2. Select the columns to encrypt, the encryption type, and key. Select SSN and credit card columns. As discussed before, dynamic data masked columns are not available for encryption.
3. Select the key store provider for the master key. Here, choose the Azure Key Vault option with a key under the subscription. You need to have create, list, get, unwrapKey, wrapKey, sign, and verify permissions to use it. You can also choose the Windows certificate store based on your requirement.
4. On clicking finish, the results appear in the next window screen and is successful.
Now on querying the table, you can see the below output. You can see the credit card and SSN columns are in the encrypted state.
When you connect to the database with the Always Encrypted option enabled, you can see the decrypted value of columns based on Key Vault access availability.
You need to use the parameterization for performing SQL operations on the credit card column (deterministically encrypted) like below – update operation.
When you use any client application, you need to enable the Always Encrypted feature while signing in using any SQL connectors and use parameterization for query operations like above. To know in detail about database permissions needed to query/view Always Encrypted columns refer to this.
As discussed so far in the series, you can understand that Transparent Data Encryption is for encrypting entire data at rest to avoid malicious offline access. Database administrators implement this. To limit access to database administrators/ high privileged users, protect specific sensitive column data at rest, and use the client applications, you can use the Always Encrypted feature. If you need to prevent unauthorized access of column data at query execution time, adopt Dynamic Data Masking. These three features serve different purposes, and you can use them together based on your needs.

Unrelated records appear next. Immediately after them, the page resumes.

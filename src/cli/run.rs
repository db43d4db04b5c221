//! The driver: turns parsed arguments into a source/reader pipeline and a
//! worker graph, then supervises the run until end-of-input or interrupt.

use std::path::PathBuf;
use std::sync::Arc;
use std::sync::atomic::{AtomicBool, Ordering};
use std::time::Duration;

use anyhow::{Context, Result, bail};
use indicatif::MultiProgress;

use aad::process::{
    EnergyValidator, ReaderOptions, StreamTokenizer, TokenizerMode, WindowReader,
};
use aad::signal::ChannelSelector;
use aad::source::{AudioParams, Input, InputOptions, open_input};
use aad::utils::errors::EncodeError;

use crate::timestamp::{DurationFormat, validate_timestamp_format};
use crate::workers::command::CommandSink;
use crate::workers::joiner::{JoinerExport, joiner};
use crate::workers::player::PlayerSink;
use crate::workers::printer::{PrintSink, unescape_print_format};
use crate::workers::region_saver::RegionSaverSink;
use crate::workers::stream_saver::{StreamSaver, stream_saver};
use crate::workers::tokenizer::TokenizerWorker;
use crate::workers::{Observer, WindowStream, spawn_observer};

use super::command::Cli;

/// Guards duration-to-window-count conversions against float error.
const DURATION_EPSILON: f64 = 1e-9;

pub fn run(cli: &Cli, multi: &MultiProgress) -> Result<()> {
    if cli.plot || cli.save_image.is_some() {
        bail!(
            "plotting is delegated to external tooling and is not available in this build; \
             use --save-stream and plot the audio with your tool of choice"
        );
    }
    if cli.join_detections.is_some() && cli.save_stream.is_none() {
        bail!("--join-detections requires --save-stream");
    }

    let selector = match cli.use_channel.as_deref() {
        None => ChannelSelector::Any,
        Some(value) => ChannelSelector::parse(value)?,
    };
    let time_format = DurationFormat::parse(&cli.time_format)?;
    validate_timestamp_format(&cli.timestamp_format)?;

    let declared_params = AudioParams::new(cli.rate, cli.width, cli.channels)?;
    let input = match cli.input.as_deref() {
        Some("-") => Input::Stdin,
        Some(path) => Input::File(PathBuf::from(path)),
        None => Input::Capture,
    };
    let source = open_input(
        &input,
        &InputOptions {
            format: cli.input_format.clone(),
            params: declared_params,
            large_file: cli.large_file,
            frames_per_buffer: cli.frame_per_buffer,
            device_index: cli.input_device_index,
        },
    )?;
    let params = source.params();

    log::info!(
        "reading from {} ({} Hz, {} byte(s)/sample, {} channel(s))",
        match &input {
            Input::File(path) => path.display().to_string(),
            Input::Stdin => "stdin".to_string(),
            Input::Capture => "capture device".to_string(),
        },
        params.sampling_rate,
        params.sample_width,
        params.channels,
    );

    let reader = WindowReader::new(
        source,
        &ReaderOptions {
            block_dur: cli.analysis_window,
            hop_dur: None,
            max_read: cli.max_read,
            record: false,
        },
    )?;

    let mode = TokenizerMode {
        strict_min_length: cli.strict_min_duration,
        drop_trailing_silence: cli.drop_trailing_silence,
    };
    let min_length =
        ((cli.min_duration / cli.analysis_window).round() as usize).max(1);
    let max_length = (cli.max_duration / cli.analysis_window + DURATION_EPSILON) as usize;
    let max_continuous_silence =
        ((cli.max_silence / cli.analysis_window + DURATION_EPSILON) as usize)
            .min(max_length.saturating_sub(1));

    let validator = EnergyValidator::new(cli.energy_threshold, params, selector)?;
    let tokenizer =
        StreamTokenizer::new(validator, min_length, max_length, max_continuous_silence, mode)?;

    // fan-out observers
    let mut observers: Vec<Observer> = Vec::new();
    let mut joiner_export: Option<JoinerExport> = None;

    if let Some(template) = &cli.save_detections_as {
        let template = template.clone();
        let format = cli.output_format.clone();
        observers.push(spawn_observer("region saver", move || {
            Ok(RegionSaverSink::new(template, format))
        }));
    }

    if let (Some(silence_duration), Some(target)) = (cli.join_detections, &cli.save_stream) {
        let (sink, export) = joiner(
            target,
            cli.output_format.as_deref(),
            params,
            silence_duration,
        )?;
        joiner_export = Some(export);
        observers.push(spawn_observer("event joiner", move || Ok(sink)));
    }

    if cli.echo {
        let progress_bar = cli.progress_bar;
        let multi = multi.clone();
        observers.push(spawn_observer("player", move || {
            PlayerSink::new(progress_bar, multi)
        }));
    }

    if let Some(command) = &cli.command {
        let command = command.clone();
        observers.push(spawn_observer("command", move || {
            Ok(CommandSink::new(command))
        }));
    }

    if !cli.quiet {
        let print_format = unescape_print_format(&cli.printf);
        let time_format = time_format.clone();
        let timestamp_format = cli.timestamp_format.clone();
        observers.push(spawn_observer("printer", move || {
            Ok(PrintSink::new(print_format, time_format, timestamp_format))
        }));
    }

    // stream saver taps the reader unless the joiner owns the output file
    let mut saver: Option<StreamSaver> = None;
    let reader: Box<dyn WindowStream> = match &cli.save_stream {
        Some(target) if cli.join_detections.is_none() => {
            let (tap, worker) = stream_saver(reader, target, cli.output_format.as_deref())?;
            saver = Some(worker);
            Box::new(tap)
        }
        _ => Box::new(reader),
    };

    let senders = observers.iter().map(Observer::sender).collect();
    let worker = TokenizerWorker::spawn(reader, tokenizer, senders);

    let interrupted = Arc::new(AtomicBool::new(false));
    {
        let interrupted = Arc::clone(&interrupted);
        ctrlc::set_handler(move || interrupted.store(true, Ordering::Relaxed))
            .context("cannot install interrupt handler")?;
    }

    loop {
        if worker.is_finished() {
            break;
        }
        if interrupted.load(Ordering::Relaxed) {
            log::info!("interrupted, finishing in-flight processing");
            worker.stop();
            break;
        }
        std::thread::sleep(Duration::from_millis(100));
    }

    let run_result = worker.join();

    for observer in observers {
        observer.stop();
    }

    // the stream saver flushes and closes no matter how the run ended
    if let Some(saver) = saver {
        finish_export(saver.finish())?;
    }
    if let Some(export) = joiner_export {
        finish_export(export.export())?;
    }

    let detections = run_result?;
    log::info!("{} audio event(s) detected", detections.len());
    Ok(())
}

/// Encoding warnings keep exit code 0: the audio survived as WAVE.
fn finish_export(result: Result<PathBuf>) -> Result<()> {
    match result {
        Ok(path) => {
            log::info!("stream saved to '{}'", path.display());
            Ok(())
        }
        Err(e) => {
            if let Some(encode_error) = e.downcast_ref::<EncodeError>() {
                log::warn!("{encode_error}");
                eprintln!("{encode_error}");
                Ok(())
            } else {
                Err(e)
            }
        }
    }
}
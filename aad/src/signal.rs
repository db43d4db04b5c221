//! Conversion of interleaved PCM bytes into per-channel samples and
//! per-window log-energy computation.
//!
//! All PCM data is little-endian signed, 1, 2 or 4 bytes per sample.
//! Multi-channel data is interleaved by frame (one sample per channel).

use crate::utils::errors::ParamError;

/// Floor applied to the mean square so zero signals yield a finite energy.
pub const ENERGY_EPSILON: f64 = 1e-10;

/// Check that `data` holds a whole number of frames.
pub fn check_data_multiple(
    data: &[u8],
    sample_width: usize,
    channels: usize,
) -> Result<(), ParamError> {
    let frame_size = sample_width * channels;
    if frame_size == 0 || !data.len().is_multiple_of(frame_size) {
        return Err(ParamError::DataLengthNotMultiple {
            len: data.len(),
            frame_size,
        });
    }
    Ok(())
}

fn decode_sample(bytes: &[u8], sample_width: usize) -> i64 {
    match sample_width {
        1 => bytes[0] as i8 as i64,
        2 => i16::from_le_bytes([bytes[0], bytes[1]]) as i64,
        4 => i32::from_le_bytes([bytes[0], bytes[1], bytes[2], bytes[3]]) as i64,
        _ => unreachable!("sample width validated at construction"),
    }
}

fn encode_sample(value: i64, sample_width: usize, dst: &mut Vec<u8>) {
    match sample_width {
        1 => dst.push(value as i8 as u8),
        2 => dst.extend_from_slice(&(value as i16).to_le_bytes()),
        4 => dst.extend_from_slice(&(value as i32).to_le_bytes()),
        _ => unreachable!("sample width validated at construction"),
    }
}

/// Decode every sample of a single-channel buffer to `f64`.
pub fn to_samples(data: &[u8], sample_width: usize) -> Vec<f64> {
    data.chunks_exact(sample_width)
        .map(|chunk| decode_sample(chunk, sample_width) as f64)
        .collect()
}

/// Extract one channel from interleaved data as raw bytes.
///
/// A negative `channel` counts from the end, python-style: `-1` is the last
/// channel.
pub fn extract_channel(
    data: &[u8],
    sample_width: usize,
    channels: usize,
    channel: i64,
) -> Result<Vec<u8>, ParamError> {
    check_data_multiple(data, sample_width, channels)?;
    let resolved = resolve_channel_index(channel, channels)?;
    if channels == 1 {
        return Ok(data.to_vec());
    }
    let frame_size = sample_width * channels;
    let mut out = Vec::with_capacity(data.len() / channels);
    for frame in data.chunks_exact(frame_size) {
        let offset = resolved * sample_width;
        out.extend_from_slice(&frame[offset..offset + sample_width]);
    }
    Ok(out)
}

/// Average all channels into one, keeping the input sample width.
///
/// The output is `data.len() / channels` bytes long.
pub fn mix_channels(
    data: &[u8],
    sample_width: usize,
    channels: usize,
) -> Result<Vec<u8>, ParamError> {
    check_data_multiple(data, sample_width, channels)?;
    if channels == 1 {
        return Ok(data.to_vec());
    }
    let frame_size = sample_width * channels;
    let mut out = Vec::with_capacity(data.len() / channels);
    for frame in data.chunks_exact(frame_size) {
        let sum: i64 = frame
            .chunks_exact(sample_width)
            .map(|chunk| decode_sample(chunk, sample_width))
            .sum();
        encode_sample(sum.div_euclid(channels as i64), sample_width, &mut out);
    }
    Ok(out)
}

fn resolve_channel_index(channel: i64, channels: usize) -> Result<usize, ParamError> {
    let resolved = if channel < 0 {
        channel + channels as i64
    } else {
        channel
    };
    if resolved < 0 || resolved >= channels as i64 {
        return Err(ParamError::ChannelOutOfRange {
            selected: channel,
            channels,
        });
    }
    Ok(resolved as usize)
}

/// Log-energy of a sample window: `10 * log10(max(mean(x^2), epsilon))`.
///
/// An empty window is treated as all-zero and yields the epsilon floor.
pub fn log_energy(samples: &[f64]) -> f64 {
    let mean_square = if samples.is_empty() {
        0.0
    } else {
        samples.iter().map(|x| x * x).sum::<f64>() / samples.len() as f64
    };
    10.0 * mean_square.max(ENERGY_EPSILON).log10()
}

/// Per-channel log-energies of an interleaved window.
pub fn channel_log_energies(
    data: &[u8],
    sample_width: usize,
    channels: usize,
) -> Result<Vec<f64>, ParamError> {
    check_data_multiple(data, sample_width, channels)?;
    let frame_size = sample_width * channels;
    let frames = data.len() / frame_size;
    let mut sums = vec![0.0f64; channels];
    for frame in data.chunks_exact(frame_size) {
        for (ch, chunk) in frame.chunks_exact(sample_width).enumerate() {
            let x = decode_sample(chunk, sample_width) as f64;
            sums[ch] += x * x;
        }
    }
    Ok(sums
        .into_iter()
        .map(|sum| {
            let mean_square = if frames == 0 { 0.0 } else { sum / frames as f64 };
            10.0 * mean_square.max(ENERGY_EPSILON).log10()
        })
        .collect())
}

/// Channel selection rule applied before energy validation.
///
/// `Any` keeps the multi-channel view: a window is considered active if any
/// channel is active.
#[derive(Debug, Clone, Copy, PartialEq, Eq, Default)]
pub enum ChannelSelector {
    #[default]
    Any,
    Index(i64),
    Mix,
}

impl ChannelSelector {
    /// Parse a user-supplied selector: an integer index, `left`, `right`,
    /// `mix`, `avg` or `average`.
    pub fn parse(value: &str) -> Result<Self, ParamError> {
        match value.to_ascii_lowercase().as_str() {
            "mix" | "avg" | "average" => Ok(ChannelSelector::Mix),
            "left" => Ok(ChannelSelector::Index(0)),
            "right" => Ok(ChannelSelector::Index(1)),
            other => other
                .parse::<i64>()
                .map(ChannelSelector::Index)
                .map_err(|_| ParamError::UnknownChannelSelector(value.to_string())),
        }
    }

    /// Validate the selector against a concrete channel count.
    pub fn validate(&self, channels: usize) -> Result<(), ParamError> {
        if let ChannelSelector::Index(index) = self {
            resolve_channel_index(*index, channels)?;
        }
        Ok(())
    }
}

#[cfg(test)]
mod tests {
    use super::*;

    fn interleave_i16(channels: &[&[i16]]) -> Vec<u8> {
        let len = channels[0].len();
        let mut out = Vec::new();
        for i in 0..len {
            for ch in channels {
                out.extend_from_slice(&ch[i].to_le_bytes());
            }
        }
        out
    }

    #[test]
    fn test_extract_channel() {
        let data = interleave_i16(&[&[1, 2, 3], &[-1, -2, -3]]);
        let left = extract_channel(&data, 2, 2, 0).unwrap();
        assert_eq!(to_samples(&left, 2), vec![1.0, 2.0, 3.0]);
        let right = extract_channel(&data, 2, 2, 1).unwrap();
        assert_eq!(to_samples(&right, 2), vec![-1.0, -2.0, -3.0]);
        let last = extract_channel(&data, 2, 2, -1).unwrap();
        assert_eq!(last, right);
    }

    #[test]
    fn test_extract_channel_out_of_range() {
        let data = interleave_i16(&[&[1], &[2]]);
        assert!(matches!(
            extract_channel(&data, 2, 2, 2),
            Err(ParamError::ChannelOutOfRange { .. })
        ));
        assert!(matches!(
            extract_channel(&data, 2, 2, -3),
            Err(ParamError::ChannelOutOfRange { .. })
        ));
    }

    #[test]
    fn test_mix_channels() {
        let data = interleave_i16(&[&[100, 200], &[300, -100]]);
        let mixed = mix_channels(&data, 2, 2).unwrap();
        assert_eq!(mixed.len(), data.len() / 2);
        assert_eq!(to_samples(&mixed, 2), vec![200.0, 50.0]);
    }

    #[test]
    fn test_mix_single_channel_is_identity() {
        let data = interleave_i16(&[&[5, -5, 7]]);
        assert_eq!(mix_channels(&data, 2, 1).unwrap(), data);
    }

    #[test]
    fn test_data_length_multiple() {
        assert!(check_data_multiple(&[0u8; 8], 2, 2).is_ok());
        assert!(matches!(
            check_data_multiple(&[0u8; 7], 2, 2),
            Err(ParamError::DataLengthNotMultiple { .. })
        ));
    }

    #[test]
    fn test_log_energy_zero_signal() {
        let silent = vec![0.0f64; 160];
        assert_eq!(log_energy(&silent), 10.0 * ENERGY_EPSILON.log10());
    }

    #[test]
    fn test_log_energy_full_scale() {
        // A constant signal of amplitude a has energy 10*log10(a^2).
        let signal = vec![1000.0f64; 160];
        let expected = 10.0 * (1000.0f64 * 1000.0).log10();
        assert!((log_energy(&signal) - expected).abs() < 1e-9);
    }

    #[test]
    fn test_channel_log_energies() {
        let loud: Vec<i16> = vec![2000; 160];
        let quiet: Vec<i16> = vec![0; 160];
        let data = interleave_i16(&[&loud, &quiet]);
        let energies = channel_log_energies(&data, 2, 2).unwrap();
        assert!(energies[0] > 60.0);
        assert_eq!(energies[1], 10.0 * ENERGY_EPSILON.log10());
    }

    #[test]
    fn test_selector_parse() {
        assert_eq!(ChannelSelector::parse("mix").unwrap(), ChannelSelector::Mix);
        assert_eq!(
            ChannelSelector::parse("average").unwrap(),
            ChannelSelector::Mix
        );
        assert_eq!(
            ChannelSelector::parse("left").unwrap(),
            ChannelSelector::Index(0)
        );
        assert_eq!(
            ChannelSelector::parse("right").unwrap(),
            ChannelSelector::Index(1)
        );
        assert_eq!(
            ChannelSelector::parse("-2").unwrap(),
            ChannelSelector::Index(-2)
        );
        assert!(ChannelSelector::parse("stereo").is_err());
    }
}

Consider the banking domain, where you must protect entire data using Transparent Data Encryption as the first level of protection. You can then use Always Encrypted to encrypt some sensitive columns such as bank account details, debit/credit card details that need to be encrypted for the database administrators. Additionally, you can use Dynamic Data Masking to mask some other important columns like phone numbers and tax numbers, which need protection.